Provided data Start Marker

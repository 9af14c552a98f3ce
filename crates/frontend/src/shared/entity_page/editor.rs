use std::collections::BTreeMap;

use leptos::html;
use leptos::prelude::*;
use leptos::task::spawn_local;
use thaw::*;

use super::TableColumns;
use crate::shared::entity_store::{ActionError, EntityConfig, EntityStore};
use crate::shared::error::ApiError;
use crate::shared::http::Payload;
use crate::shared::icons::icon;

/// What the editor dialog is saving
#[derive(Debug, Clone, PartialEq)]
pub enum EditorTarget<T> {
    New,
    Existing(T),
}

/// Record as editable JSON text; the id travels in the URL, not the body
pub fn editable_json<T: TableColumns>(target: &EditorTarget<T>) -> String {
    let mut value = match target {
        EditorTarget::New => T::template(),
        EditorTarget::Existing(item) => serde_json::to_value(item).unwrap_or_else(|_| T::template()),
    };
    if let Some(object) = value.as_object_mut() {
        object.remove("id");
    }
    serde_json::to_string_pretty(&value).unwrap_or_default()
}

/// Parse the edited text; only JSON objects are accepted
pub fn parse_body(text: &str) -> Result<serde_json::Value, String> {
    let value: serde_json::Value =
        serde_json::from_str(text).map_err(|e| format!("Invalid JSON: {}", e))?;
    if value.is_object() {
        Ok(value)
    } else {
        Err("The record must be a JSON object".to_string())
    }
}

fn selected_file(input: &NodeRef<html::Input>) -> Option<web_sys::File> {
    input.get_untracked()?.files()?.get(0)
}

/// Create / update dialog
///
/// Malformed input is reported here and never dispatched. Server validation
/// errors are listed per field; the store's error banner shows the message.
#[component]
pub fn EntityEditor<T: TableColumns>(
    store: EntityStore<T>,
    config: EntityConfig,
    target: EditorTarget<T>,
    #[prop(into)] on_close: Callback<()>,
) -> impl IntoView {
    let title = match &target {
        EditorTarget::New => format!("New: {}", config.label),
        EditorTarget::Existing(item) => format!("Edit: {}", item.title()),
    };
    let editing_id = match &target {
        EditorTarget::New => None,
        EditorTarget::Existing(item) => Some(item.id()),
    };

    let text = RwSignal::new(editable_json(&target));
    let local_error = RwSignal::new(None::<String>);
    let field_errors = RwSignal::new(BTreeMap::<String, Vec<String>>::new());
    let saving = RwSignal::new(false);
    let file_input: NodeRef<html::Input> = NodeRef::new();
    let store = StoredValue::new(store);

    let on_save = move |_| {
        local_error.set(None);
        field_errors.set(BTreeMap::new());

        let body = match parse_body(&text.get_untracked()) {
            Ok(body) => body,
            Err(message) => {
                local_error.set(Some(message));
                return;
            }
        };

        let payload = match config.file_field {
            Some(field) => {
                let files = selected_file(&file_input)
                    .map(|file| vec![(field.to_string(), file)])
                    .unwrap_or_default();
                Payload::multipart(&body, files)
            }
            None => Payload::json(&body),
        };
        let payload = match payload {
            Ok(payload) => payload,
            Err(e) => {
                local_error.set(Some(e.to_string()));
                return;
            }
        };

        let dispatch = store.with_value(|store| match editing_id {
            Some(id) => store.update(id, payload),
            None => store.create(payload),
        });

        saving.set(true);
        spawn_local(async move {
            match dispatch.await {
                Ok(_) => on_close.run(()),
                Err(ActionError::Rejected(e)) => {
                    if let ApiError::Validation { fields, .. } = e {
                        field_errors.set(fields);
                    }
                    saving.set(false);
                }
                Err(ActionError::Cancelled) => saving.set(false),
            }
        });
    };

    view! {
        <div class="modal-overlay" on:click=move |_| on_close.run(())>
            <div class="modal" on:click=move |ev| ev.stop_propagation()>
                <div class="modal-header">
                    <h2 class="modal-title">{title}</h2>
                    <Button appearance=ButtonAppearance::Subtle on_click=move |_| on_close.run(())>
                        {icon("x")}
                    </Button>
                </div>

                <div class="modal-body">
                    {move || local_error.get().map(|e| view! { <div class="alert alert--error">{e}</div> })}

                    <Show when=move || !field_errors.with(|f| f.is_empty())>
                        <ul class="form__errors">
                            {move || field_errors.get().into_iter().map(|(field, messages)| {
                                view! { <li><b>{field}</b>": "{messages.join(", ")}</li> }
                            }).collect_view()}
                        </ul>
                    </Show>

                    <div class="form__group">
                        <textarea
                            class="form__json"
                            rows="18"
                            prop:value=move || text.get()
                            on:input=move |ev| text.set(event_target_value(&ev))
                            disabled=move || saving.get()
                        ></textarea>
                    </div>

                    {config.file_field.map(|field| view! {
                        <div class="form__group">
                            <Label>{field}</Label>
                            <input type="file" node_ref=file_input disabled=move || saving.get() />
                        </div>
                    })}
                </div>

                <div class="modal-footer">
                    <Button
                        appearance=ButtonAppearance::Secondary
                        on_click=move |_| on_close.run(())
                        disabled=Signal::derive(move || saving.get())
                    >
                        "Cancel"
                    </Button>
                    <Button
                        appearance=ButtonAppearance::Primary
                        on_click=on_save
                        disabled=Signal::derive(move || saving.get())
                    >
                        {move || if saving.get() { "Saving..." } else { "Save" }}
                    </Button>
                </div>
            </div>
        </div>
    }
}

#[cfg(test)]
mod tests {
    use super::*;

    #[test]
    fn test_parse_body_rejects_non_objects() {
        assert!(parse_body(r#"{"name":"Ali"}"#).is_ok());
        assert_eq!(
            parse_body("[1, 2]").unwrap_err(),
            "The record must be a JSON object"
        );
        assert!(parse_body("{name").unwrap_err().starts_with("Invalid JSON"));
    }
}
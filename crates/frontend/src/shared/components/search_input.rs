use gloo_timers::callback::Timeout;
use leptos::prelude::*;

use crate::shared::icons::icon;

const DEBOUNCE_MS: u32 = 300;

/// Search box that reports its value once typing pauses
///
/// Clearing with the button reports immediately.
#[component]
pub fn SearchInput(
    #[prop(into)] on_change: Callback<String>,
    #[prop(optional, into)] placeholder: Option<String>,
) -> impl IntoView {
    let placeholder = placeholder.unwrap_or_else(|| "Search...".to_string());
    let (input_value, set_input_value) = signal(String::new());

    // Replacing the stored timeout drops the previous one, which cancels it
    let pending = StoredValue::new_local(None::<Timeout>);

    let handle_input = move |text: String| {
        set_input_value.set(text.clone());
        let timeout = Timeout::new(DEBOUNCE_MS, move || on_change.run(text));
        pending.set_value(Some(timeout));
    };

    let clear = move |_| {
        pending.set_value(None);
        set_input_value.set(String::new());
        on_change.run(String::new());
    };

    view! {
        <div class="search-input">
            <input
                type="text"
                class="search-input__field"
                class:search-input__field--active=move || !input_value.get().trim().is_empty()
                placeholder=placeholder
                prop:value=move || input_value.get()
                on:input=move |ev| handle_input(event_target_value(&ev))
            />
            <Show when=move || !input_value.get().is_empty()>
                <button class="search-input__clear" on:click=clear title="Clear">
                    {icon("x")}
                </button>
            </Show>
        </div>
    }
}
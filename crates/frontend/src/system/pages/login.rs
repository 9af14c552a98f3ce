use leptos::prelude::*;
use leptos::task::spawn_local;

use crate::shared::api_utils::api_base;
use crate::shared::config::AppConfig;
use crate::system::auth::context::{do_login, use_auth};

#[component]
pub fn LoginPage() -> impl IntoView {
    let (email, set_email) = signal(String::new());
    let (password, set_password) = signal(String::new());
    let (error_message, set_error_message) = signal(Option::<String>::None);
    let (is_loading, set_is_loading) = signal(false);

    let (_, set_auth_state) = use_auth();
    let config = use_context::<AppConfig>().unwrap_or_default();
    let base = api_base(&config.api);

    let on_submit = move |ev: leptos::ev::SubmitEvent| {
        ev.prevent_default();

        let email_val = email.get();
        let password_val = password.get();
        if email_val.trim().is_empty() || password_val.is_empty() {
            set_error_message.set(Some("Email and password are required".to_string()));
            return;
        }

        set_is_loading.set(true);
        set_error_message.set(None);

        let base = base.clone();
        spawn_local(async move {
            // Success flips the auth state, which swaps this page for the shell
            if let Err(e) = do_login(base, email_val, password_val, set_auth_state).await {
                set_error_message.set(Some(format!("Login failed: {}", e)));
            }
            set_is_loading.set(false);
        });
    };

    view! {
        <div class="login-container">
            <div class="login-box">
                <h1>"Guard Admin"</h1>
                <h2>"Sign in"</h2>

                <Show when=move || error_message.get().is_some()>
                    <div class="error-message">
                        {move || error_message.get().unwrap_or_default()}
                    </div>
                </Show>

                <form on:submit=on_submit>
                    <div class="form-group">
                        <label for="email">"Email"</label>
                        <input
                            type="email"
                            id="email"
                            placeholder="admin@example.com"
                            value=move || email.get()
                            on:input=move |ev| set_email.set(event_target_value(&ev))
                            required
                            disabled=move || is_loading.get()
                        />
                    </div>

                    <div class="form-group">
                        <label for="password">"Password"</label>
                        <input
                            type="password"
                            id="password"
                            value=move || password.get()
                            on:input=move |ev| set_password.set(event_target_value(&ev))
                            required
                            disabled=move || is_loading.get()
                        />
                    </div>

                    <button
                        type="submit"
                        class="btn-primary"
                        disabled=move || is_loading.get()
                    >
                        {move || if is_loading.get() { "Signing in..." } else { "Sign in" }}
                    </button>
                </form>
            </div>
        </div>
    }
}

Provided data End Marker

Instructions for the task: Using the records above, restate word for word the lines from the one with "use crate::shared::http::Payload;" through the one with "not the body", both included.

Answer for this exercise:
use crate::shared::http::Payload;
use crate::shared::icons::icon;

/// What the editor dialog is saving
#[derive(Debug, Clone, PartialEq)]
pub enum EditorTarget<T> {
    New,
    Existing(T),
}

/// Record as editable JSON text; the id travels in the URL, not the body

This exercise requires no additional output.